____ Records to use
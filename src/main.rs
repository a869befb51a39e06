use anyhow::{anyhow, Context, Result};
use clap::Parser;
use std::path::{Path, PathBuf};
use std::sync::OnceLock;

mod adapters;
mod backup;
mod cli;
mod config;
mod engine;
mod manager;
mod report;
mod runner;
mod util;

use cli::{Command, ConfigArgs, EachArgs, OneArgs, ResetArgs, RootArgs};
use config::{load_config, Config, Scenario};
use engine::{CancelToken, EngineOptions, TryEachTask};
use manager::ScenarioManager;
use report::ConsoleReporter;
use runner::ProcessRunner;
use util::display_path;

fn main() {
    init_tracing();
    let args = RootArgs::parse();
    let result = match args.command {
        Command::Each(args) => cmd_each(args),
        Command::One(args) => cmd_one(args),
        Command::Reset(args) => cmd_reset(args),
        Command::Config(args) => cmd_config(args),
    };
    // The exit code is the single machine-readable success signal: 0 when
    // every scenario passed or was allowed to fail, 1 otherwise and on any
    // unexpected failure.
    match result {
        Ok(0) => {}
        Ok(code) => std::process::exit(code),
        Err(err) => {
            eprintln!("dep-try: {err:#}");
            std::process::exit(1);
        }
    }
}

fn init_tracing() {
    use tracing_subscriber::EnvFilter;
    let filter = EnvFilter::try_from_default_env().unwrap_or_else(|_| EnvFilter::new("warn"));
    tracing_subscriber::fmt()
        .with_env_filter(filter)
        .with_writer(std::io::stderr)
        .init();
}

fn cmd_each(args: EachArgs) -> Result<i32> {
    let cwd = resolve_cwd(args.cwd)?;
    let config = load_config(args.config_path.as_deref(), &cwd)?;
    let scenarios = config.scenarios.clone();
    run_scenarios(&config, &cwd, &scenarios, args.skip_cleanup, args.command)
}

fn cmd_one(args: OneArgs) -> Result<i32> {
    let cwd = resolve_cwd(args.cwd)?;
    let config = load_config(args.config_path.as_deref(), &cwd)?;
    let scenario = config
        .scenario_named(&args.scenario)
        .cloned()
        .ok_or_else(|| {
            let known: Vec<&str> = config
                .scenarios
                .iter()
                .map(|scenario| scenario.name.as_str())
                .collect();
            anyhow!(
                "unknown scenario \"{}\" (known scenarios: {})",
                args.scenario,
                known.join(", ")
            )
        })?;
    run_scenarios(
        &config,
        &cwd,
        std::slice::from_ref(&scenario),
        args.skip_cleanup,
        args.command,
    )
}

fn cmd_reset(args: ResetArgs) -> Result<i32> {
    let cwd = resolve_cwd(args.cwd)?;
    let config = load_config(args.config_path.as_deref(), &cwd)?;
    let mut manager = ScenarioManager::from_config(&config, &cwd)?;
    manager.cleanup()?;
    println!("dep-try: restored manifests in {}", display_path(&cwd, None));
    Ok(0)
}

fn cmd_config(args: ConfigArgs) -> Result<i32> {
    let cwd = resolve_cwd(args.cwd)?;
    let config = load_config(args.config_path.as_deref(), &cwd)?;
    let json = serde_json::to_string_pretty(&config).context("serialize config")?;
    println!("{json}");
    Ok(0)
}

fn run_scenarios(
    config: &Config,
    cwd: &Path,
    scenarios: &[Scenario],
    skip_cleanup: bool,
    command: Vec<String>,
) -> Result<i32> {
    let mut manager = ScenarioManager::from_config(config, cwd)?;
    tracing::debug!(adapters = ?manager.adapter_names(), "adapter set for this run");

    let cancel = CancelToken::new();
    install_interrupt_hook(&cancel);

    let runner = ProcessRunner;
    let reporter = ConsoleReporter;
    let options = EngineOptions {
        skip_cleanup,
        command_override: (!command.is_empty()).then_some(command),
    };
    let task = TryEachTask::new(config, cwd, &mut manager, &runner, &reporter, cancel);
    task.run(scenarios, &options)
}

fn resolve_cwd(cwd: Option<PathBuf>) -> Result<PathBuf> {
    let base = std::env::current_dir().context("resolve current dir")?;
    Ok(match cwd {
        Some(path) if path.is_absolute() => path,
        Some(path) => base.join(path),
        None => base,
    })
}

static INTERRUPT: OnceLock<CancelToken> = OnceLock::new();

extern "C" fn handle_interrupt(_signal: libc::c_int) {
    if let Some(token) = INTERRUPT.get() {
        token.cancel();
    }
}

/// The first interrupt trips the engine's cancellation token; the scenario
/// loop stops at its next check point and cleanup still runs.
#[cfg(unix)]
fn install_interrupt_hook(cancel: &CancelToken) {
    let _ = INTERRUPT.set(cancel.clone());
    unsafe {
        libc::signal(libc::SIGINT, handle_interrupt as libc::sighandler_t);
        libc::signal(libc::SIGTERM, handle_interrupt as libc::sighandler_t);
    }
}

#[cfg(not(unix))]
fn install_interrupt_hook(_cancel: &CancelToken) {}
________
Each line of the data that includes "ResetArgs" should be copied.

use cli::{Command, ConfigArgs, EachArgs, OneArgs, ResetArgs, RootArgs};
fn cmd_reset(args: ResetArgs) -> Result<i32> {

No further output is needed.